Black and white partial portrait of Alexander Skarsgard's hand for Big Handed Sam by Malin James

Portrait of Alexander Skarsgard (and his sexy fucking hands)

I wrote this story a couple of years ago and submitted it to an anthology. I was especially happy when it was accepted because someone had challenged me to make fisting romantic, and I feel like I got pretty close. Unfortunately, that anthology was scrapped and the story came back to me.

I sent it out again, (like you do), and wasn’t totally surprised when it wasn’t right for the call. But hey, you have to try. Still, at this point it’s been knocking around for awhile and, more than anything, I want it out there to be read so I’m posting it here.

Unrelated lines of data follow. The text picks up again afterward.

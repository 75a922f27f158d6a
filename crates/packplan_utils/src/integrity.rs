//! Subresource-integrity digests for emitted `<script>` and `<link>` tags.

use base64_simd::STANDARD;
use sha2::{Digest, Sha256, Sha384};

#[derive(Debug, Clone, Copy, PartialEq, Eq)]
pub enum IntegrityAlgorithm {
  Sha256,
  Sha384,
}

impl IntegrityAlgorithm {
  pub fn prefix(self) -> &'static str {
    match self {
      Self::Sha256 => "sha256",
      Self::Sha384 => "sha384",
    }
  }
}

/// `integrity` attribute value for an emitted asset, e.g. `sha384-<base64>`.
pub fn integrity_attribute(algorithm: IntegrityAlgorithm, content: &[u8]) -> String {
  let digest = match algorithm {
    IntegrityAlgorithm::Sha256 => Sha256::digest(content).to_vec(),
    IntegrityAlgorithm::Sha384 => Sha384::digest(content).to_vec(),
  };
  format!("{}-{}", algorithm.prefix(), STANDARD.encode_to_string(&digest))
}

#[cfg(test)]
mod tests {
  use super::*;

  #[test]
  fn sha256_of_empty_input() {
    assert_eq!(
      integrity_attribute(IntegrityAlgorithm::Sha256, b""),
      "sha256-47DEQpj8HBSa+/TImW+5JCeuQeRkm5NMpJWZG3hSuFU="
    );
  }

  #[test]
  fn digests_are_prefixed_with_the_algorithm() {
    assert!(integrity_attribute(IntegrityAlgorithm::Sha384, b"hello").starts_with("sha384-"));
  }
}
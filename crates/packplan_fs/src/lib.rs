mod file_system;
mod memory;
mod os;

pub use crate::file_system::{FileKind, FileSystem};
pub use crate::memory::MemoryFileSystem;
pub use crate::os::OsFileSystem;
use arcstr::ArcStr;
use serde::Serialize;

use crate::ModuleRef;

/// Pool an entry draws its polyfills from. The two pools are fully disjoint:
/// a worker entry never inherits main-thread polyfills and vice versa.
#[derive(Debug, Clone, Copy, PartialEq, Eq, Serialize)]
#[serde(rename_all = "lowercase")]
pub enum EntryPool {
  Main,
  Worker,
}

/// A resolved bundle: polyfills in declaration order, then the entry source.
/// Module order is load order and must be reproducible across builds.
#[derive(Debug, Clone, PartialEq, Serialize)]
pub struct BundleEntry {
  pub name: ArcStr,
  pub pool: EntryPool,
  pub modules: Vec<ModuleRef>,
}

impl BundleEntry {
  pub fn is_worker(&self) -> bool {
    matches!(self.pool, EntryPool::Worker)
  }
}
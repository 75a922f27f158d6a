mod args;
mod types;

use std::time::Instant;

use ansi_term::Colour;
use args::{InputArgs, OutputArgs};
use clap::Parser;

use packplan::{BuildPlan, Synthesizer};

#[derive(Parser)]
#[command(version, about, long_about = None)]
struct Commands {
  #[clap(flatten)]
  input: InputArgs,

  #[clap(flatten)]
  output: OutputArgs,
}

fn print_plan(plan: &BuildPlan) {
  let mut left = 0;
  let mut rows = Vec::with_capacity(plan.entries.len());

  for entry in &plan.entries {
    if entry.name.len() > left {
      left = entry.name.len();
    }
    let pool = if entry.is_worker() { "worker" } else { "main" };
    rows.push((entry.name.as_str(), pool, entry.modules.len()));
  }

  let dim = Colour::White.dimmed();
  let color = Colour::Cyan;

  for (name, pool, modules) in rows {
    println!(
      "{}{:pad$} {}{} {} module(s)",
      color.paint(name),
      "",
      dim.paint(pool),
      dim.paint(" │"),
      modules,
      pad = left - name.len()
    );
  }

  println!(
    "{} {} page(s), {} copy mapping(s), mode {}",
    dim.paint("plan:"),
    plan.pages.len(),
    plan.copy_mappings.len(),
    plan.mode
  );
}

fn main() -> anyhow::Result<()> {
  let args = Commands::parse();
  let raw = std::fs::read_to_string(&args.input.config)?;
  let raw: serde_json::Value = serde_json::from_str(&raw)?;

  let start = Instant::now();
  let plan = Synthesizer::from_json(args.input.target.into(), &raw)
    .and_then(|synthesizer| synthesizer.synthesize());

  match plan {
    Ok(plan) => {
      if !args.output.silent {
        print_plan(&plan);
      }

      if let Some(out) = &args.output.out {
        let json = if args.output.pretty {
          serde_json::to_string_pretty(&plan)?
        } else {
          serde_json::to_string(&plan)?
        };
        std::fs::write(out, json)?;
      }

      let elapsed = format!("{:.2} ms", start.elapsed().as_secs_f64() * 1000.0);
      println!(
        "\n{} Synthesized in {}",
        Colour::Green.paint("✔"),
        Colour::White.bold().paint(elapsed)
      );
      Ok(())
    }
    Err(error) => {
      println!("{} {}", Colour::Red.paint("Error:"), error);
      Err(error.into())
    }
  }
}
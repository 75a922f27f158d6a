pub fn sanitize_file_name(str: &str) -> String {
  let mut sanitized = String::with_capacity(str.len());
  for char in str.chars() {
    if char.is_ascii_alphanumeric() || matches!(char, '-' | '_' | '.') {
      sanitized.push(char);
    } else {
      sanitized.push('_');
    }
  }
  sanitized
}

#[test]
fn test_sanitize_file_name() {
  assert_eq!(sanitize_file_name("\0+a=Z_0-"), "__a_Z_0-");
  assert_eq!(sanitize_file_name("my app/admin"), "my_app_admin");
}
use std::fmt::Display;
use std::path::{Path, PathBuf};

use serde::{Serialize, Serializer};
use sugar_path::SugarPath;

/// A resolved bundle input. References starting with `./`, `../` or `/`
/// become absolute file paths against the build root (any source-file kind,
/// including typed sources); everything else is an installed-package name
/// left to the bundler's own module resolution.
#[derive(Debug, Clone, PartialEq, Eq)]
pub enum ModuleRef {
  Package(String),
  File(PathBuf),
}

impl ModuleRef {
  pub fn resolve(reference: &str, root: &Path) -> Self {
    if reference.starts_with("./") || reference.starts_with("../") || reference.starts_with('/') {
      Self::File(Path::new(reference).absolutize_with(root))
    } else {
      Self::Package(reference.to_string())
    }
  }
}

impl Display for ModuleRef {
  fn fmt(&self, f: &mut std::fmt::Formatter<'_>) -> std::fmt::Result {
    match self {
      Self::Package(name) => write!(f, "{name}"),
      Self::File(path) => write!(f, "{}", path.display()),
    }
  }
}

impl Serialize for ModuleRef {
  fn serialize<S: Serializer>(&self, serializer: S) -> Result<S::Ok, S::Error> {
    serializer.serialize_str(&self.to_string())
  }
}

#[cfg(test)]
mod tests {
  use super::*;

  #[test]
  fn relative_references_become_absolute_files() {
    let root = Path::new("/project");
    assert_eq!(
      ModuleRef::resolve("./src/app.ts", root),
      ModuleRef::File(PathBuf::from("/project/src/app.ts"))
    );
    assert_eq!(
      ModuleRef::resolve("../shared/reset.css", root),
      ModuleRef::File(PathBuf::from("/shared/reset.css"))
    );
  }

  #[test]
  fn bare_names_stay_packages() {
    let root = Path::new("/project");
    assert_eq!(
      ModuleRef::resolve("module-window-polyfill", root),
      ModuleRef::Package("module-window-polyfill".to_string())
    );
  }
}
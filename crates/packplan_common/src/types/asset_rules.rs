use std::path::Path;

use packplan_utils::path_ext::PathExt;
use serde::Serialize;

#[derive(Debug, Clone, Copy, PartialEq, Eq, Serialize)]
#[serde(rename_all = "lowercase")]
pub enum AssetDisposition {
  /// Inline the file as a base64 data URI.
  Embed,
  /// Emit the file under the assets path and reference it by URL.
  Copy,
  /// Left to the bundler's default handling.
  Unclassified,
}

/// Static-asset classification rule. `classify` is a pure function of the
/// file extension, the file size and the configured lists.
#[derive(Debug, Clone, PartialEq, Eq, Serialize)]
pub struct AssetRules {
  pub embed_limit: u64,
  pub embed_extensions: Vec<String>,
  pub copy_extensions: Vec<String>,
  pub assets_relative_path: String,
}

impl AssetRules {
  /// Extension match is case-insensitive and dot-less; the size threshold is
  /// inclusive at `embed_limit`.
  pub fn classify(&self, path: &Path, size: u64) -> AssetDisposition {
    let Some(ext) = path.extension_lowercase() else {
      return AssetDisposition::Unclassified;
    };
    if self.embed_extensions.iter().any(|e| *e == ext) && size <= self.embed_limit {
      AssetDisposition::Embed
    } else if self.copy_extensions.iter().any(|e| *e == ext)
      || self.embed_extensions.iter().any(|e| *e == ext)
    {
      AssetDisposition::Copy
    } else {
      AssetDisposition::Unclassified
    }
  }
}
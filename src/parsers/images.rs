use crate::config::ListingConfig;
use crate::error::{Result, ScrapeError};
use async_trait::async_trait;
use std::time::Duration;
use url::Url;

/// Retrieves image bytes for a product thumbnail
#[async_trait]
pub trait ImageFetcher: Send + Sync {
    async fn fetch(&self, url: &str) -> Result<Vec<u8>>;
}

/// Image fetcher backed by a shared `reqwest` client
pub struct HttpImageFetcher {
    client: reqwest::Client,
}

impl HttpImageFetcher {
    pub fn new(user_agent: &str, timeout: Duration) -> Result<Self> {
        let client = reqwest::Client::builder()
            .timeout(timeout)
            .user_agent(user_agent)
            .redirect(reqwest::redirect::Policy::limited(5))
            .build()
            .map_err(|e| ScrapeError::Config(format!("failed to build HTTP client: {}", e)))?;

        Ok(Self { client })
    }

    pub fn from_config(config: &ListingConfig) -> Result<Self> {
        Self::new(&config.user_agent, config.image_timeout())
    }
}

#[async_trait]
impl ImageFetcher for HttpImageFetcher {
    async fn fetch(&self, url: &str) -> Result<Vec<u8>> {
        let fetch_error = |reason: String| ScrapeError::Fetch {
            url: url.to_string(),
            reason,
        };

        // Relative sources cannot be fetched without a base
        let parsed = Url::parse(url).map_err(|e| fetch_error(e.to_string()))?;

        let response = self
            .client
            .get(parsed)
            .send()
            .await
            .map_err(|e| fetch_error(e.to_string()))?;

        let status = response.status();
        if !status.is_success() {
            return Err(fetch_error(format!("HTTP {}", status)));
        }

        let bytes = response
            .bytes()
            .await
            .map_err(|e| fetch_error(e.to_string()))?;
        ::log::trace!("Fetched {} bytes from {}", bytes.len(), url);
        Ok(bytes.to_vec())
    }
}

And now, without further ado, I give you “Big Handed Sam”, a story of fisting and romance. I hope you enjoy it!

 

Big Handed Sam

“I want you to fist me.”

“What?”

I propped myself up on my elbows and looked at Sam. My sweet, handsome Sam looked horrified. I love that man. We’d been dating long distance for close to six months…. Long distance is hard. There’s never enough time no matter how long the visit. I was heading back to Boston the next day, and I wanted to do something special before I left. Apparently, Sam’s definition of special did not include fisting.

“You’ve seen my hands right?” he said, holding one up. It was long fingered and wide knuckled. So damn sexy. Sam did not agree. “I have monster paws. They’re huge.”

I snuggled into his arms.

“You do not have monster paws. And of course they’re huge—you’re a big guy.”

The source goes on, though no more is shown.